To understand the nature of Elizabeth's passionate spirit, one must wallow in the drama of her singing and playing. I first heard her in New York. I had never come across a singer equipped with such an extraordinary vocal range. Her high notes soar into the stratosphere, then dive into the ether until they are only discernible to the genus chiroptera. Her rakish humour and New York banter delight her listeners. "She's jaw droppingly brilliant", a man next to me muttered (with difficulty due to his dropped jaw). Her humour and presentation recall Ella Fitzgerald at her most jaunty, although physically, Elizabeth and Ella could not be more different. Elizabeth is tiny and slim with an elfin face surrounded by a mass of ringlets.

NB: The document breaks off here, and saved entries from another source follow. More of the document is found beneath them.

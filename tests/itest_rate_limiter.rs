//! Rate limiter behaviour through the public API.

use std::collections::HashMap;
use std::sync::atomic::{AtomicBool, Ordering};
use std::sync::Arc;

use async_trait::async_trait;
use parking_lot::Mutex;
use tokio_test::block_on;

use turnstile::ratelimit::{
    DurableStore, ManualClock, Policy, RateLimiter, StoreError, EXPIRY_GRACE_SECS,
};

/// A store that can be switched off mid-test.
#[derive(Default)]
struct FlakyStore {
    entries: Mutex<HashMap<String, String>>,
    down: AtomicBool,
}

impl FlakyStore {
    fn set_down(&self, down: bool) {
        self.down.store(down, Ordering::SeqCst);
    }

    fn value(&self, key: &str) -> Option<String> {
        self.entries.lock().get(key).cloned()
    }
}

#[async_trait]
impl DurableStore for FlakyStore {
    async fn get(&self, key: &str) -> Result<Option<String>, StoreError> {
        if self.down.load(Ordering::SeqCst) {
            return Err(StoreError::Unavailable("network unreachable".to_string()));
        }
        Ok(self.value(key))
    }

    async fn put(
        &self,
        key: &str,
        value: &str,
        expire_after_secs: Option<u64>,
    ) -> Result<(), StoreError> {
        assert!(expire_after_secs.unwrap_or(0) > EXPIRY_GRACE_SECS);
        self.entries
            .lock()
            .insert(key.to_string(), value.to_string());
        Ok(())
    }
}

#[test]
fn test_outage_degrades_to_in_process_counting() {
    let clock = Arc::new(ManualClock::new(0));
    let store = Arc::new(FlakyStore::default());
    let limiter = RateLimiter::with_store(store.clone(), clock.clone());
    let policy = Policy::new(60_000, 2, "register:production");

    let first = block_on(limiter.check_limit("1.2.3.4", &policy));
    assert!(!first.limited);
    assert_eq!(store.value("register:production:1.2.3.4:0").as_deref(), Some("1"));

    // While the store is down the process counts on its own
    store.set_down(true);
    clock.set(1_000);
    let during = block_on(limiter.check_limit("1.2.3.4", &policy));
    assert!(!during.limited);
    assert!(during.retry_after_secs >= 1);
    assert_eq!(limiter.local().len("register:production"), 1);

    // Once back, the durable count continues where it left off
    store.set_down(false);
    clock.set(2_000);
    let after = block_on(limiter.check_limit("1.2.3.4", &policy));
    assert!(!after.limited);
    assert_eq!(store.value("register:production:1.2.3.4:0").as_deref(), Some("2"));

    clock.set(3_000);
    assert!(block_on(limiter.check_limit("1.2.3.4", &policy)).limited);
}

#[test]
fn test_windows_across_boundary_allow_double_burst() {
    let clock = Arc::new(ManualClock::new(59_000));
    let store = Arc::new(FlakyStore::default());
    let limiter = RateLimiter::with_store(store, clock.clone());
    let policy = Policy::new(60_000, 3, "content:production");

    let mut admitted = 0;
    for _ in 0..3 {
        if !block_on(limiter.check_limit("team", &policy)).limited {
            admitted += 1;
        }
    }
    clock.set(60_000);
    for _ in 0..3 {
        if !block_on(limiter.check_limit("team", &policy)).limited {
            admitted += 1;
        }
    }

    assert_eq!(admitted, 6);
}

Her puckish black eyes radiate mischief and intelligence.***

Sleep Naked's songs scan a vast range of subjects and emotions. Enlightenment delves into the soul of a woman who is heartily sick of her partner's "relentless incantations, mantras, revelations",
Elizabeth pleads in an angelic soprano: ***

Oh spare me your enlightenment.
and on your way out, throw me a beer.***

Leave Me Alone is a very comic song about Elizabeth's ageing mother's grouchy plea for independence: ***

Leave me alone I wanna do it myself - I got 91 years on you
Leave me alone I don't want your help
Or your solicitudinous - phooey
I know you're whispering things behind my back
I don't care a whit - wouldn't waste a why
Leave me alone I wanna do it myself
You just stand back and watch me - that's sure to kill you
Way before I die.***

The lyrics on the album include warnings to back seat drivers, anger at being whistled at and of course love - lost love, discovered love and love unknown. It All Comes Back To Love is one of the most delectable songs on the album. I was especially impressed by Elizabeth's husband, Don Castellow, whose masterful baritone saxophone features on some of the numbers. One wonders what Memphis Minnie would have made of Sleep Naked. Like me, I expect she would have wept, laughed, and perhaps muttered in her own inimitable way, "Ooo whee! Good to the last drop". *****

Zenga Longmore writes for The Spectator, The Oldie, and The Daily Telegraph. She is an actress and blues singer and the author of "Tap-taps To Trinidad". To read her previous articles on jazz for the Social Affairs Unit, see Jazz.

Elmore Magazine

Roy Markowitz Review
Check out this RAVE REVIEW FOR "SLEEP NAKED' by drummer/writer extraordinaire, Roy Markowitz in ELMORE MAGAZINE:

"In a world peppered daily with platitudes from the mouths of Jessica Simpson, Ashlee Simpson and Marge Simpson, it is refreshing to discover a writer who actually takes some time to think about what she wants to say and how she wants to say it. Such a writer is Elizabeth Rose, that rare breed of singer-songwriter who can entertain, make you laugh and later, have you marvel at her linguistic tour-de-force.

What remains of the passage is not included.